The problem is almost all of this research is in rodents. As of 2024, there are no completed, peer-reviewed Phase II or Phase III human clinical trials for BPC-157 in orthopedic applications. The FDA has not approved it. The World Anti-Doping Agency added it to the prohibited list in 2022, which is worth noting for anyone using it in competitive sport.
What did they get wrong (or right)?
He got the mechanism roughly right, and he's wrong about the "natural" framing.
Credit where it's due: angiogenesis promoting new blood vessel growth to aid tissue repair is a real and documented mechanism in the preclinical literature. Saying it helps tendons and ligaments in animal models is not a fabrication. That's an honest summary of what the rodent data shows.
But "100% natural" is where this falls apart. Yes, BPC-157's sequence is derived from a gastric protein. No, that doesn't make injecting a synthesized, reconstituted peptide directly into your knee joint "natural" by any reasonable definition. Insulin is also derived from a human protein sequence. Synthesized compounds modeled on endogenous molecules are still synthesized compounds. The natural argument is a rhetorical move, not a scientific one.
The claim that "doctors prescribe BPC-157" also needs context. In the U.S., it is available through compounding pharmacies under certain circumstances, but it is not FDA-approved and prescribing practices vary significantly. Framing it as routine medical prescription overstates where the clinical consensus actually is.
What should you actually know?
BPC-157 is one of the more biologically plausible peptides circulating in fitness communities right now, and that plausibility is exactly why the lack of human trial data is frustrating rather than dismissible.
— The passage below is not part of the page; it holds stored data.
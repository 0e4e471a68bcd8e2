//! Interactive shell over a mounted FAT32 image.
//!
//! One positional argument names the image file. The file is opened
//! read+write, wrapped in the engine's block-device trait and mounted; the
//! loop then reads commands, dispatches them to the [`Volume`] and prints
//! results until `exit` or end of input. No command error ends the loop.

use std::fs::OpenOptions;
use std::io::{self, Read, Seek, SeekFrom, Write};
use std::process::ExitCode;
use std::sync::Arc;

use clap::{Arg, Command};
use log::{Level, LevelFilter, Log, Metadata, Record};
use spin::RwLock;

use fat32_edit::device::{BlockDevice, DeviceError};
use fat32_edit::file::Mode;
use fat32_edit::volume::Volume;

/// Positional image I/O over the opened file.
struct ImageFile(RwLock<std::fs::File>);

impl BlockDevice for ImageFile {
    fn read_at(&self, offset: usize, buf: &mut [u8]) -> Result<(), DeviceError> {
        let mut file = self.0.write();
        file.seek(SeekFrom::Start(offset as u64))
            .map_err(|_| DeviceError::ReadError)?;
        file.read_exact(buf).map_err(|_| DeviceError::ReadError)
    }

    fn write_at(&self, offset: usize, buf: &[u8]) -> Result<(), DeviceError> {
        let mut file = self.0.write();
        file.seek(SeekFrom::Start(offset as u64))
            .map_err(|_| DeviceError::WriteError)?;
        file.write_all(buf).map_err(|_| DeviceError::WriteError)
    }

    fn size(&self) -> usize {
        self.0
            .read()
            .metadata()
            .map(|meta| meta.len() as usize)
            .unwrap_or(0)
    }
}

struct SimpleLogger;

static LOGGER: SimpleLogger = SimpleLogger;

impl Log for SimpleLogger {
    fn enabled(&self, metadata: &Metadata) -> bool {
        metadata.level() <= Level::Trace
    }

    fn log(&self, record: &Record) {
        if self.enabled(record.metadata()) {
            eprintln!("[{:>5}] {}", record.level(), record.args());
        }
    }

    fn flush(&self) {}
}

/// Engine diagnostics stay off unless RUST_LOG asks for them, so they never
/// interleave with shell output.
fn logging_init() {
    let _ = log::set_logger(&LOGGER);
    log::set_max_level(match std::env::var("RUST_LOG").as_deref() {
        Ok("ERROR") | Ok("error") => LevelFilter::Error,
        Ok("WARN") | Ok("warn") => LevelFilter::Warn,
        Ok("INFO") | Ok("info") => LevelFilter::Info,
        Ok("DEBUG") | Ok("debug") => LevelFilter::Debug,
        Ok("TRACE") | Ok("trace") => LevelFilter::Trace,
        _ => LevelFilter::Off,
    });
}

/// One shell token. `quoted` marks a double-quoted string, delivered with the
/// quotes stripped and interior whitespace preserved.
#[derive(Debug, PartialEq, Eq)]
struct Token {
    text: String,
    quoted: bool,
}

fn tokenize(line: &str) -> Result<Vec<Token>, String> {
    let mut tokens = Vec::new();
    let mut chars = line.chars().peekable();
    while let Some(&c) = chars.peek() {
        if c.is_whitespace() {
            chars.next();
        } else if c == '"' {
            chars.next();
            let mut text = String::new();
            loop {
                match chars.next() {
                    Some('"') => break,
                    Some(ch) => text.push(ch),
                    None => return Err(String::from("unterminated quoted string")),
                }
            }
            tokens.push(Token { text, quoted: true });
        } else {
            let mut text = String::new();
            while let Some(&ch) = chars.peek() {
                if ch.is_whitespace() || ch == '"' {
                    break;
                }
                text.push(ch);
                chars.next();
            }
            tokens.push(Token { text, quoted: false });
        }
    }
    Ok(tokens)
}

fn one_arg<'a>(tokens: &'a [Token], usage: &str) -> Result<&'a str, String> {
    match tokens.get(1) {
        Some(token) if !token.quoted => Ok(token.text.as_str()),
        _ => Err(format!("usage: {usage}")),
    }
}

fn two_args<'a>(tokens: &'a [Token], usage: &str) -> Result<(&'a str, &'a str), String> {
    match (tokens.get(1), tokens.get(2)) {
        (Some(a), Some(b)) if !a.quoted && !b.quoted => Ok((a.text.as_str(), b.text.as_str())),
        _ => Err(format!("usage: {usage}")),
    }
}

fn show(err: fat32_edit::Error) -> String {
    err.to_string()
}

fn print_info(volume: &Volume) {
    let info = volume.info();
    println!("Root cluster: {}", info.root_cluster);
    println!("Bytes per sector: {}", info.bytes_per_sector);
    println!("Sectors per cluster: {}", info.sectors_per_cluster);
    println!("Total clusters in data region: {}", info.data_clusters);
    println!("# of entries in one FAT: {}", info.entries_per_fat);
    println!("Size of image (bytes): {}", info.image_bytes);
}

fn dispatch(volume: &mut Volume, tokens: &[Token]) -> Result<(), String> {
    match tokens[0].text.as_str() {
        "info" => {
            print_info(volume);
            Ok(())
        }
        "ls" => {
            for name in volume.list().map_err(show)? {
                println!("{name}");
            }
            Ok(())
        }
        "cd" => volume.change_dir(one_arg(tokens, "cd DIR")?).map_err(show),
        "creat" => volume
            .create_file(one_arg(tokens, "creat FILE")?)
            .map_err(show),
        "mkdir" => volume.make_dir(one_arg(tokens, "mkdir DIR")?).map_err(show),
        "open" => {
            let (name, flag) = two_args(tokens, "open FILE {-r|-w|-rw|-wr}")?;
            let mode = Mode::from_flag(flag).ok_or_else(|| String::from("bad mode"))?;
            volume.open_file(name, mode).map_err(show)
        }
        "close" => volume
            .close_file(one_arg(tokens, "close FILE")?)
            .map_err(show),
        "lsof" => {
            for (index, row) in volume.open_table().iter() {
                println!(
                    "index: {} | name: {} | cluster: {} | mode: {} | offset: {} | path: {}",
                    index,
                    row.name_str(),
                    row.first_cluster,
                    row.mode,
                    row.offset,
                    row.path
                );
            }
            Ok(())
        }
        "lseek" => {
            let (name, offset) = two_args(tokens, "lseek FILE OFFSET")?;
            let offset: u32 = offset.parse().map_err(|_| String::from("bad offset"))?;
            volume.seek(name, offset).map_err(show)
        }
        "write" => match (tokens.get(1), tokens.get(2)) {
            (Some(name), Some(data)) if !name.quoted && data.quoted => volume
                .write_file(&name.text, data.text.as_bytes())
                .map(|_| ())
                .map_err(show),
            _ => Err(String::from("usage: write FILE \"STRING\"")),
        },
        "read" => {
            let (name, len) = two_args(tokens, "read FILE SIZE")?;
            let len: usize = len.parse().map_err(|_| String::from("bad size"))?;
            let data = volume.read_file(name, len).map_err(show)?;
            println!("{}", String::from_utf8_lossy(&data));
            Ok(())
        }
        "mv" => {
            let (src, dst) = two_args(tokens, "mv SRC DST")?;
            volume.rename(src, dst).map_err(show)
        }
        "rm" => volume.remove_file(one_arg(tokens, "rm FILE")?).map_err(show),
        "rmdir" => volume
            .remove_dir(one_arg(tokens, "rmdir DIR")?)
            .map_err(show),
        _ => Err(String::from("not a valid command")),
    }
}

fn main() -> ExitCode {
    logging_init();

    let command = Command::new("fat32-edit")
        .about("Interactive FAT32 image editor")
        .arg(
            Arg::new("image")
                .value_name("IMAGE")
                .required(true)
                .help("FAT32 image file to mount"),
        );
    let matches = match command.try_get_matches() {
        Ok(matches) => matches,
        Err(err) => {
            let _ = err.print();
            return ExitCode::from(1);
        }
    };
    let Some(image) = matches.get_one::<String>("image") else {
        return ExitCode::from(1);
    };

    let file = match OpenOptions::new().read(true).write(true).open(image) {
        Ok(file) => file,
        Err(err) => {
            eprintln!("Error: {}: {err}", DeviceError::NotFound);
            return ExitCode::from(1);
        }
    };
    let device = Arc::new(ImageFile(RwLock::new(file)));
    let mut volume = match Volume::mount(device, image) {
        Ok(volume) => volume,
        Err(err) => {
            eprintln!("Error: {err}");
            return ExitCode::from(1);
        }
    };

    let stdin = io::stdin();
    loop {
        print!("{}{}> ", volume.image_name(), volume.current_path());
        let _ = io::stdout().flush();

        let mut line = String::new();
        match stdin.read_line(&mut line) {
            Ok(0) => {
                println!();
                break;
            }
            Ok(_) => {}
            Err(err) => {
                eprintln!("Error: {err}");
                break;
            }
        }

        let tokens = match tokenize(&line) {
            Ok(tokens) => tokens,
            Err(msg) => {
                println!("Error: {msg}");
                continue;
            }
        };
        if tokens.is_empty() {
            continue;
        }
        if tokens[0].text == "exit" && !tokens[0].quoted {
            break;
        }

        if let Err(msg) = dispatch(&mut volume, &tokens) {
            println!("Error: {msg}");
        }
    }

    ExitCode::SUCCESS
}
If you're considering it, a few things deserve your attention. Source quality is a serious issue. Research-grade and compounding-grade BPC-157 vary widely in purity and concentration, and intra-articular injection of a contaminated or misdosed product carries real infection and inflammatory risk. A 2023 analysis published in Drug Testing and Analysis found significant discrepancies between labeled and actual peptide concentrations in commercially available samples.
The WADA prohibition is also not a minor detail. Anyone subject to drug testing in any sport should know this is on the banned list regardless of how natural it feels to inject.
Finally, the six-week timeline he describes for measurable joint healing is optimistic. Even if the preclinical mechanisms translate to humans, connective tissue remodeling operates on longer timescales than six weeks in most clinical contexts. Managing expectations matters here.